Exercise aim: Stop after the line containing "respond(payload, |request: FindGapSlotsRequest|"; retype every line of the data before it exactly, starting from the first.

***** Entries supplied *****

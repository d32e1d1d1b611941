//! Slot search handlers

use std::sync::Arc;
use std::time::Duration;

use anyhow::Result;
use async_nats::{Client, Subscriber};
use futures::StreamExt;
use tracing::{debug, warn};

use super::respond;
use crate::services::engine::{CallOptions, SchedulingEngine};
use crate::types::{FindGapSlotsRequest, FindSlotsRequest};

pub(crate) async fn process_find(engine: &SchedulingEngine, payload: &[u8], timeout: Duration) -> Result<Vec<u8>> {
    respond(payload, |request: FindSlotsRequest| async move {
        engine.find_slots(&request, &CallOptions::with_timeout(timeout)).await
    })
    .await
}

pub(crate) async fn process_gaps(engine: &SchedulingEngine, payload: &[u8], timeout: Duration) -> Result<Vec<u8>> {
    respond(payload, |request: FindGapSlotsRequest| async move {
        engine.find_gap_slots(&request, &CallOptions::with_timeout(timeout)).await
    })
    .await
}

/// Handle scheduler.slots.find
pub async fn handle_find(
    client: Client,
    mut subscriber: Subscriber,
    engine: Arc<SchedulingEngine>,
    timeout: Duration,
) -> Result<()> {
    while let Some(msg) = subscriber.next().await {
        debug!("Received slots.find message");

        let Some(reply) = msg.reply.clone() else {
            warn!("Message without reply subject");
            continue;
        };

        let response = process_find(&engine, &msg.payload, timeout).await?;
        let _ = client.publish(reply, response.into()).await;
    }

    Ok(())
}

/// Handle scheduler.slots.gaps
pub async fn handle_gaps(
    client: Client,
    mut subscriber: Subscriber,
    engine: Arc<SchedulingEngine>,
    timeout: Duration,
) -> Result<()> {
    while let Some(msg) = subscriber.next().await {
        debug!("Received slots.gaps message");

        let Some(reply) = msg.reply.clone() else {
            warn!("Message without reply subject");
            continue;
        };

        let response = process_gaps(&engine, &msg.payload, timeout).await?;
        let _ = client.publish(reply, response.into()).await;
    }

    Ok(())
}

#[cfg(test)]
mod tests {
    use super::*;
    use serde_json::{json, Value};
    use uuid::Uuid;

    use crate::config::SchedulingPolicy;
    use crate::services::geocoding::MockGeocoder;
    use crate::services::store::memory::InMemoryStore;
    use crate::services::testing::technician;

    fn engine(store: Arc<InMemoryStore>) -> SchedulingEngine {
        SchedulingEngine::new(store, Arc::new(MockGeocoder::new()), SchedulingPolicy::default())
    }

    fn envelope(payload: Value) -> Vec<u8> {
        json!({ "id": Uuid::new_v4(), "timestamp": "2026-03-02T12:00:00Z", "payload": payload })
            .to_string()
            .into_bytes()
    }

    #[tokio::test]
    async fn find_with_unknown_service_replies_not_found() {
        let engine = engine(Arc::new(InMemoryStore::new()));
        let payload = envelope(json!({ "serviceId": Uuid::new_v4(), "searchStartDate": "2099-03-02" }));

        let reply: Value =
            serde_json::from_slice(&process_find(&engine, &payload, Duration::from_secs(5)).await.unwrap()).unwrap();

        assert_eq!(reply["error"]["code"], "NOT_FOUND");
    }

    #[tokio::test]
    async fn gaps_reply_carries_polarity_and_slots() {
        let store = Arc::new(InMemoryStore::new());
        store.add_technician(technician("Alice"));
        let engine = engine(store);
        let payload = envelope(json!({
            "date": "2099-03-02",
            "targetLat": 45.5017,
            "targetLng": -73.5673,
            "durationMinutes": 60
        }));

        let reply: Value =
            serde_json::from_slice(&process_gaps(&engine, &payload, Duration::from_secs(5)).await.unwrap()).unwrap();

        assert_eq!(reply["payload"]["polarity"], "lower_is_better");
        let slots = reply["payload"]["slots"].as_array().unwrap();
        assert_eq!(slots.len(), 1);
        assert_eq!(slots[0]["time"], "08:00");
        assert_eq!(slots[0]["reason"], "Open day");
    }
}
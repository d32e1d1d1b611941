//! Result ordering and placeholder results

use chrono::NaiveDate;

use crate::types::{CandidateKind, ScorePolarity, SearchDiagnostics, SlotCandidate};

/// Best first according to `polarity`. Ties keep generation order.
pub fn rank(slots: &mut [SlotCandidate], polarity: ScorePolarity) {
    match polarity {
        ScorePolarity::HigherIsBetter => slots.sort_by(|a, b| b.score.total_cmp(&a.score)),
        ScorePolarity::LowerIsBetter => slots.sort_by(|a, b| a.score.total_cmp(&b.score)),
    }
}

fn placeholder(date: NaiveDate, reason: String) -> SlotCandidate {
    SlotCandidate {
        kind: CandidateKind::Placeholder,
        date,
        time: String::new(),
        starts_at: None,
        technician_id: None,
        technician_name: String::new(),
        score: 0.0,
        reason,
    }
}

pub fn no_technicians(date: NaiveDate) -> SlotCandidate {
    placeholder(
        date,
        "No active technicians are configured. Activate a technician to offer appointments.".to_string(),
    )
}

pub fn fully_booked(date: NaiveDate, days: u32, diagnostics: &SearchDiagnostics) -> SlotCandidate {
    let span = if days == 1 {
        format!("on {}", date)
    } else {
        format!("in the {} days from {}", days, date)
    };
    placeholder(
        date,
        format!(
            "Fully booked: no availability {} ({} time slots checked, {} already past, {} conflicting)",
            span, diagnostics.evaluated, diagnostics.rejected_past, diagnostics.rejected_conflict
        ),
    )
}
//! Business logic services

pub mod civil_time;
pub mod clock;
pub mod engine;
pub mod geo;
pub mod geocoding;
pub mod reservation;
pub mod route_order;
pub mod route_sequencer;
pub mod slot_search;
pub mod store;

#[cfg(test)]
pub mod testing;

*****

Solution below:
repository d32e1d1d1b611941
//! Slot search handlers

use std::sync::Arc;
use std::time::Duration;

use anyhow::Result;
use async_nats::{Client, Subscriber};
use futures::StreamExt;
use tracing::{debug, warn};

use super::respond;
use crate::services::engine::{CallOptions, SchedulingEngine};
use crate::types::{FindGapSlotsRequest, FindSlotsRequest};

pub(crate) async fn process_find(engine: &SchedulingEngine, payload: &[u8], timeout: Duration) -> Result<Vec<u8>> {
    respond(payload, |request: FindSlotsRequest| async move {
        engine.find_slots(&request, &CallOptions::with_timeout(timeout)).await
    })
    .await
}

pub(crate) async fn process_gaps(engine: &SchedulingEngine, payload: &[u8], timeout: Duration) -> Result<Vec<u8>> {
    respond(payload, |request: FindGapSlotsRequest| async move {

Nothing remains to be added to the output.